#### [Exercise description]
Pick every line from the data that holds the word "ConfigPort".

#### [Dataset entries]
>>>>>

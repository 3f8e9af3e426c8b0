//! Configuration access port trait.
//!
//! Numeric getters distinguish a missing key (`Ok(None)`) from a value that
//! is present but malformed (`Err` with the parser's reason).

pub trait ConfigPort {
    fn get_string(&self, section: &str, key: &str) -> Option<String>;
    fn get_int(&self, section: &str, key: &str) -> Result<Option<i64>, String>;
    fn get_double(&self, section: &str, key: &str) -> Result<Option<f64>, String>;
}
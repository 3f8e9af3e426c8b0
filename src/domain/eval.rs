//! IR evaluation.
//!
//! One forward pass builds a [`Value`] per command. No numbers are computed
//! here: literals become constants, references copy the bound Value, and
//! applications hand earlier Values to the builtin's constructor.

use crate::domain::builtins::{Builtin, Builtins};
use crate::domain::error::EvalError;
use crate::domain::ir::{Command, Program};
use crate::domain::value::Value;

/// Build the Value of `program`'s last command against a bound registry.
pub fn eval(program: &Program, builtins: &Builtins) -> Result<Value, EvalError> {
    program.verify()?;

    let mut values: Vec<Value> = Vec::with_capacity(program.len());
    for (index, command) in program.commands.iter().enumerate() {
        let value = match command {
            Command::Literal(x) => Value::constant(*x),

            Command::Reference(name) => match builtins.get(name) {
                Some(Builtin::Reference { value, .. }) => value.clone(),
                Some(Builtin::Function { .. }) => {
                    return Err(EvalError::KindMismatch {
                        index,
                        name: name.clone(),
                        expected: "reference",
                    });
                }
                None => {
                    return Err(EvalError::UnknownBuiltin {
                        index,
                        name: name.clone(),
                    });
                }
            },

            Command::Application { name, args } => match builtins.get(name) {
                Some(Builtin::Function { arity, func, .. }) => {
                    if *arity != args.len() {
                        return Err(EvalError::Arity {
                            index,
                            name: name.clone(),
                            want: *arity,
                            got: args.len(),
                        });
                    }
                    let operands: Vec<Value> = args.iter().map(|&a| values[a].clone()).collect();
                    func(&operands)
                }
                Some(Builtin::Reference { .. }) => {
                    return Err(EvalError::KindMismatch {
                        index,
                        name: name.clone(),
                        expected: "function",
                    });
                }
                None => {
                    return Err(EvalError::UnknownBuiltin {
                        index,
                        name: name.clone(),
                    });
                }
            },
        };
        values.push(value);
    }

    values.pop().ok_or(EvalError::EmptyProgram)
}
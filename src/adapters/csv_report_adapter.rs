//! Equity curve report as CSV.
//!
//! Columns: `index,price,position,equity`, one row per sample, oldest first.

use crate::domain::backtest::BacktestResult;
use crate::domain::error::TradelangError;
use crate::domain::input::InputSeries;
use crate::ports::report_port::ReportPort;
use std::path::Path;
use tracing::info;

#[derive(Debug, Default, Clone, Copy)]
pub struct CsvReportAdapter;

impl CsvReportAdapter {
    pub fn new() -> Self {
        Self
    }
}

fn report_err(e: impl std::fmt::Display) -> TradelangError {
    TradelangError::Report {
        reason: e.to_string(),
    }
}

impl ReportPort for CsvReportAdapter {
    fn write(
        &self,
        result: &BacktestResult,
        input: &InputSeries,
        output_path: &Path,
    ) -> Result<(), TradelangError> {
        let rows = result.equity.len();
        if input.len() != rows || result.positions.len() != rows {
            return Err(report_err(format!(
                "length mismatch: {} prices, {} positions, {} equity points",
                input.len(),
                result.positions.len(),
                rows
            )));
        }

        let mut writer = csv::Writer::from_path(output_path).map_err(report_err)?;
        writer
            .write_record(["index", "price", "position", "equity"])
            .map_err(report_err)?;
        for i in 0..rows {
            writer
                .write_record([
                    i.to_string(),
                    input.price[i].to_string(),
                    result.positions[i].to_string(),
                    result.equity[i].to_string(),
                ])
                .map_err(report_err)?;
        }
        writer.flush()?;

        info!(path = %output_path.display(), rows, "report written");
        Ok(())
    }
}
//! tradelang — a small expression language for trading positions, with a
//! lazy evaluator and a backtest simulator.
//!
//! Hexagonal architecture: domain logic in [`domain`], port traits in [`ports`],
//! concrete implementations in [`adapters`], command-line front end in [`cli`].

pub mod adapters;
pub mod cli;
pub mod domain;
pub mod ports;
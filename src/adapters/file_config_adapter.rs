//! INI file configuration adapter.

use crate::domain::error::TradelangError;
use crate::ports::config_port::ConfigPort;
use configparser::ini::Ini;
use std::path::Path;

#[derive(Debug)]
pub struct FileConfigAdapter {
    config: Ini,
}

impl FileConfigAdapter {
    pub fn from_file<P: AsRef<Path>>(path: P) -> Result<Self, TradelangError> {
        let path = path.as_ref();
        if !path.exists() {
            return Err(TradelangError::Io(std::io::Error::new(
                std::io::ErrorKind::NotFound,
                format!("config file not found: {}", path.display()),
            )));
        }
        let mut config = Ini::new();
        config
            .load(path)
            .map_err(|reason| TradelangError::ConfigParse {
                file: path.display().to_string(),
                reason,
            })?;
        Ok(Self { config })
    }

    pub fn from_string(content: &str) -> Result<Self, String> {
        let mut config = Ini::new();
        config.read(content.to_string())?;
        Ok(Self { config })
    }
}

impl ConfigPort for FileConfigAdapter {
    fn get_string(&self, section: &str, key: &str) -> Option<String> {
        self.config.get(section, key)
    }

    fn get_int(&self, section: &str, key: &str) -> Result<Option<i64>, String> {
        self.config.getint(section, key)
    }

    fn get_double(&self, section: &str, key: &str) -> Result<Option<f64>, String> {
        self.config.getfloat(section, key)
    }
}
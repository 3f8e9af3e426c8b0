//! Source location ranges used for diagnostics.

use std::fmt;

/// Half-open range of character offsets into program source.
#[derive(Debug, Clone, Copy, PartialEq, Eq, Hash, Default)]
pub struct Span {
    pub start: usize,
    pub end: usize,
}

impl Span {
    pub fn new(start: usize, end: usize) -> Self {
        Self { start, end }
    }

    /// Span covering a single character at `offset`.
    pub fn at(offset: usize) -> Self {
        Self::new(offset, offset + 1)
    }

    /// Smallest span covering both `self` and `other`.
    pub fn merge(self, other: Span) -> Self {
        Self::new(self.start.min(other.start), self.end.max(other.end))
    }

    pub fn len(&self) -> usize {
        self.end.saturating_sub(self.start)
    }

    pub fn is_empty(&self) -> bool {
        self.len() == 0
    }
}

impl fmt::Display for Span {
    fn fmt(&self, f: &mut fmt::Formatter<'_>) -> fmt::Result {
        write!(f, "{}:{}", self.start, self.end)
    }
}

<<<<<
>>>>>

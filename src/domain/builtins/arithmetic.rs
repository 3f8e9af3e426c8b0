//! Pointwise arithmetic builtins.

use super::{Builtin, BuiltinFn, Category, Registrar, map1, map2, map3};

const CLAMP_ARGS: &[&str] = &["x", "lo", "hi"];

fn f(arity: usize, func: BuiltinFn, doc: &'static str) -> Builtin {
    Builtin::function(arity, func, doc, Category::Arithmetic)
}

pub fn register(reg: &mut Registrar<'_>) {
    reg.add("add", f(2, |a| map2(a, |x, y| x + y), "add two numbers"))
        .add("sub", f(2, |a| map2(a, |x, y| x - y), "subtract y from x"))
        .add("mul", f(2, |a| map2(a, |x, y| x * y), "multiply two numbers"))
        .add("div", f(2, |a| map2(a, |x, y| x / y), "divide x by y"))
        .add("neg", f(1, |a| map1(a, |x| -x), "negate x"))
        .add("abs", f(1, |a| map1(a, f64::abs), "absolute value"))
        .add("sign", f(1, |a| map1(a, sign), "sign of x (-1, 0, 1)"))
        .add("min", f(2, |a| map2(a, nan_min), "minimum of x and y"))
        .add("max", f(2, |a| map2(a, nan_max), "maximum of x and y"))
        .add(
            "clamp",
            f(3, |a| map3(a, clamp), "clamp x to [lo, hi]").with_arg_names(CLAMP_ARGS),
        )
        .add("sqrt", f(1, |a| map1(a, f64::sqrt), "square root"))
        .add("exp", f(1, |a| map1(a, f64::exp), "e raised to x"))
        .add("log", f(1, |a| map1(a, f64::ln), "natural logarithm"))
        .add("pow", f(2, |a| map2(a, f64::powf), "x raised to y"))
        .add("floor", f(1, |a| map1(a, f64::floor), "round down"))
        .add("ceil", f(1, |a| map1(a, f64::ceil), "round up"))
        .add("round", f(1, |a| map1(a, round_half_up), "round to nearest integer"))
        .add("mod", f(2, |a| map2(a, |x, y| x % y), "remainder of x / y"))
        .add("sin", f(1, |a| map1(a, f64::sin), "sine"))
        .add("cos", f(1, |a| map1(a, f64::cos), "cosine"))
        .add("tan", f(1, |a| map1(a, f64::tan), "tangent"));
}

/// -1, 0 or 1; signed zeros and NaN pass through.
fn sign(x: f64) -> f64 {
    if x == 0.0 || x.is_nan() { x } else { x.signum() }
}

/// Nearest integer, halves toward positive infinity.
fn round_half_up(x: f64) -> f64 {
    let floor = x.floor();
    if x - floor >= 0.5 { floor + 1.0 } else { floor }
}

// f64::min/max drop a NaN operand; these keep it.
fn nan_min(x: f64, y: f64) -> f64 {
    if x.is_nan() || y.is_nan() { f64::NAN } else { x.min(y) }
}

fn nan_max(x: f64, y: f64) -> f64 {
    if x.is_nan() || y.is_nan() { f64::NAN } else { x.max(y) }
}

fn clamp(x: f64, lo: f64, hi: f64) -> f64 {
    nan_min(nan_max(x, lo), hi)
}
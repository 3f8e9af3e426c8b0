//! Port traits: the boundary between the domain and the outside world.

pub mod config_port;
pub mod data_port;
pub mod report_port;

<<<<<
>>>>>

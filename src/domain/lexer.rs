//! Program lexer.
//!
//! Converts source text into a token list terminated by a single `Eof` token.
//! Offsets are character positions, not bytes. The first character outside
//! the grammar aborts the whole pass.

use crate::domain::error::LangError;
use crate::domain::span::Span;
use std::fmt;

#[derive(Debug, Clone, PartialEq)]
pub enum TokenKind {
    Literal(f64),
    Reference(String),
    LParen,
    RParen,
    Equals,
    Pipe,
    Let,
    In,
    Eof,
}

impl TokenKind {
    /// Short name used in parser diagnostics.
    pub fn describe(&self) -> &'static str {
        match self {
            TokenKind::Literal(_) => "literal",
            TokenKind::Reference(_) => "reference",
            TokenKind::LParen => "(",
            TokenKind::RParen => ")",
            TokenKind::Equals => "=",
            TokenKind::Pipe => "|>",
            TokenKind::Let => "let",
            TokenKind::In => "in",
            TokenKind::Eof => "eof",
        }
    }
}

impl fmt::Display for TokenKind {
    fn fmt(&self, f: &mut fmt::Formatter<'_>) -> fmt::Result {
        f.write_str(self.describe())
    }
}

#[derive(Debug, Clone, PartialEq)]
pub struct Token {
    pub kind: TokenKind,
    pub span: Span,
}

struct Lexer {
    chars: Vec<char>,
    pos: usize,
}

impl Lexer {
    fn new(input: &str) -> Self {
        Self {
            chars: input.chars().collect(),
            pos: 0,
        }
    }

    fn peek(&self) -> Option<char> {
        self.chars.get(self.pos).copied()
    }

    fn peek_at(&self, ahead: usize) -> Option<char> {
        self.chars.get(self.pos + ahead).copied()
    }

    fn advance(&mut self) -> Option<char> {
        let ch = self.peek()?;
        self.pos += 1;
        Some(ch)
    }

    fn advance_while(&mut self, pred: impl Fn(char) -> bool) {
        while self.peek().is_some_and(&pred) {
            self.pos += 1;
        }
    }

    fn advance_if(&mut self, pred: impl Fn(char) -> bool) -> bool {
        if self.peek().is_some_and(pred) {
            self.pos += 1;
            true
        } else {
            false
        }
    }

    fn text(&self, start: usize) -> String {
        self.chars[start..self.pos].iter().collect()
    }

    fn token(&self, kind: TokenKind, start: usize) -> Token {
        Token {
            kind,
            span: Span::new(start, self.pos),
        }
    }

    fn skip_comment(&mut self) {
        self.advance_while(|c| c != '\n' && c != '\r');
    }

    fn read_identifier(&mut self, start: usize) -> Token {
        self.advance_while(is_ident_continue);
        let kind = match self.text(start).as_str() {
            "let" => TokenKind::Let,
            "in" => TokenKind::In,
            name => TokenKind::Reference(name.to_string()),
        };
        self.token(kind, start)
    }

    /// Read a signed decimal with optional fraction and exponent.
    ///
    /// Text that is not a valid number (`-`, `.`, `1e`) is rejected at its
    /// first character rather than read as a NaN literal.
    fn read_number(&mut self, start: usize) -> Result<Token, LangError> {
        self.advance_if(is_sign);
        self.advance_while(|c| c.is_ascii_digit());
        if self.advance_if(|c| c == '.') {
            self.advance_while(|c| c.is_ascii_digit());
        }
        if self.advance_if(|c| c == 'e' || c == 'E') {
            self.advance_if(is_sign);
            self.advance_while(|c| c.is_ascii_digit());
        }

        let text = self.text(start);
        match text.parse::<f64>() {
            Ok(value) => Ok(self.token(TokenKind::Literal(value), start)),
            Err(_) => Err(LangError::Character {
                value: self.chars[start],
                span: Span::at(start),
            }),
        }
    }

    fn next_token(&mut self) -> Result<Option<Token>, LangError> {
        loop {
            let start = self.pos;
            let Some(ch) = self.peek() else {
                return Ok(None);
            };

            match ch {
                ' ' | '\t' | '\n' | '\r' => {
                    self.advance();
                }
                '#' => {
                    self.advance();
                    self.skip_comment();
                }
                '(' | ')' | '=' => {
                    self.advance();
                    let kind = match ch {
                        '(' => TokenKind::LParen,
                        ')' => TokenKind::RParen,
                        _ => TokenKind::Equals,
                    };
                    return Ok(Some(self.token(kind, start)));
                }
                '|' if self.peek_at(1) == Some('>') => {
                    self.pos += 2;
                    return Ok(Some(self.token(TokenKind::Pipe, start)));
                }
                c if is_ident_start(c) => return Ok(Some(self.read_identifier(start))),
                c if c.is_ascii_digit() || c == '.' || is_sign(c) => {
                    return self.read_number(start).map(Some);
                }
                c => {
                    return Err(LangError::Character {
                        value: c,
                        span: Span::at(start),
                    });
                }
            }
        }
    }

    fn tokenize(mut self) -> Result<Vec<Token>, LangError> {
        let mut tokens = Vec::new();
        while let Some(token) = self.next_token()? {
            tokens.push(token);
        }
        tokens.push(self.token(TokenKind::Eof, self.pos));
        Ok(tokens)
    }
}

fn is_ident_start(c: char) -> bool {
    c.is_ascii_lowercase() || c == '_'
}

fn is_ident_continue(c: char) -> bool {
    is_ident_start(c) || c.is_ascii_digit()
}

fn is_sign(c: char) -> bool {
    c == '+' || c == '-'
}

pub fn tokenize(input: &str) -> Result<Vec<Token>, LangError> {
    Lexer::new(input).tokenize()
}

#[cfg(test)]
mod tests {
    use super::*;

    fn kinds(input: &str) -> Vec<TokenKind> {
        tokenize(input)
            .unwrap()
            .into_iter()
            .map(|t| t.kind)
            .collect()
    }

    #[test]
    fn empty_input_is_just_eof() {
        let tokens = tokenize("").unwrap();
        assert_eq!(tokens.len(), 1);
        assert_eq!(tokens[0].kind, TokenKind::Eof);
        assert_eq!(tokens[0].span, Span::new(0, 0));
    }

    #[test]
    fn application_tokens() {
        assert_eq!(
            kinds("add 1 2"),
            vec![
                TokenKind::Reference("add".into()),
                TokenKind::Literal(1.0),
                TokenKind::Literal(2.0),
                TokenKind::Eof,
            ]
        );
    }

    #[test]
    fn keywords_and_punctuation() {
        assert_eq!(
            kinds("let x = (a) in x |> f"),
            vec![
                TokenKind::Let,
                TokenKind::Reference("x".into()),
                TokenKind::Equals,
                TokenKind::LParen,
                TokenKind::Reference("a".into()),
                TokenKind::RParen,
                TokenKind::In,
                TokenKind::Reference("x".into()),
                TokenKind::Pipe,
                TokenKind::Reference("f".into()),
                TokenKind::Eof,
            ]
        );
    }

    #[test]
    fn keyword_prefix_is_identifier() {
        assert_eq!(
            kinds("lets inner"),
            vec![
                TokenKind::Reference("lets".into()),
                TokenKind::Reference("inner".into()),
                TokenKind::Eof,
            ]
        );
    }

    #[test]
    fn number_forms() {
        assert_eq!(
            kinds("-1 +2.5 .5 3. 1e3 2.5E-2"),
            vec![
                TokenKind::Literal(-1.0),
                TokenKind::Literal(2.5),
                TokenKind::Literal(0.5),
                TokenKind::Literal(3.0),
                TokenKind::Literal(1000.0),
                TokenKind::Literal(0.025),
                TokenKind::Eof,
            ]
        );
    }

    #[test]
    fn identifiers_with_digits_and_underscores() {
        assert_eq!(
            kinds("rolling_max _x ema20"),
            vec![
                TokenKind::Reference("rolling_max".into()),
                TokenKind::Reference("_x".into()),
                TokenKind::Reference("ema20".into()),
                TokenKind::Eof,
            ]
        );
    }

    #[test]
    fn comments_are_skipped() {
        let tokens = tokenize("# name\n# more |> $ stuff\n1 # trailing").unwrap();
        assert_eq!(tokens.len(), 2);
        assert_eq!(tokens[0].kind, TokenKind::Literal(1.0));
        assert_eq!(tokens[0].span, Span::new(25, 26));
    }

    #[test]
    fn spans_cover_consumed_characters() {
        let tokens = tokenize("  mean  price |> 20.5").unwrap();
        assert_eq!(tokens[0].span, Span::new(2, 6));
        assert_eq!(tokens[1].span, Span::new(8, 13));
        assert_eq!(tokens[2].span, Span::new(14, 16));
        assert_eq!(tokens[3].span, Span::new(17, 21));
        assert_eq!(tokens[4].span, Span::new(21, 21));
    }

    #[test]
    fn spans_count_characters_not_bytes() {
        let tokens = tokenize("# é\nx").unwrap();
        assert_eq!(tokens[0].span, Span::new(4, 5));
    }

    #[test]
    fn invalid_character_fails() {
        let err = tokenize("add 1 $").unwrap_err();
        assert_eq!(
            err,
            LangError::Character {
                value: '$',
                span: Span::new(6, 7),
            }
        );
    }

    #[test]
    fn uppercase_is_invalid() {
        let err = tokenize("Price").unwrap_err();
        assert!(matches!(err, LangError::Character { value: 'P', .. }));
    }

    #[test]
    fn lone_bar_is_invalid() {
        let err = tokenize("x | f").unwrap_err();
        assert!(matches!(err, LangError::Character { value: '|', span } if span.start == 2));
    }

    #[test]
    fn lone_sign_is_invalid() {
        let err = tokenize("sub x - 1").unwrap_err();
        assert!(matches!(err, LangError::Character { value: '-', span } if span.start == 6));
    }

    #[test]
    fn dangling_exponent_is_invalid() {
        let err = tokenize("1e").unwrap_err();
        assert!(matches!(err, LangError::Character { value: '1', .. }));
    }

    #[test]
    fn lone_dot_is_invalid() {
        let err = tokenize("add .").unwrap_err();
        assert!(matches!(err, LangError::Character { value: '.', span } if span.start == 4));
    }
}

<<<<<

#### [Written answer]
pub trait ConfigPort {
use crate::ports::config_port::ConfigPort;
impl ConfigPort for FileConfigAdapter {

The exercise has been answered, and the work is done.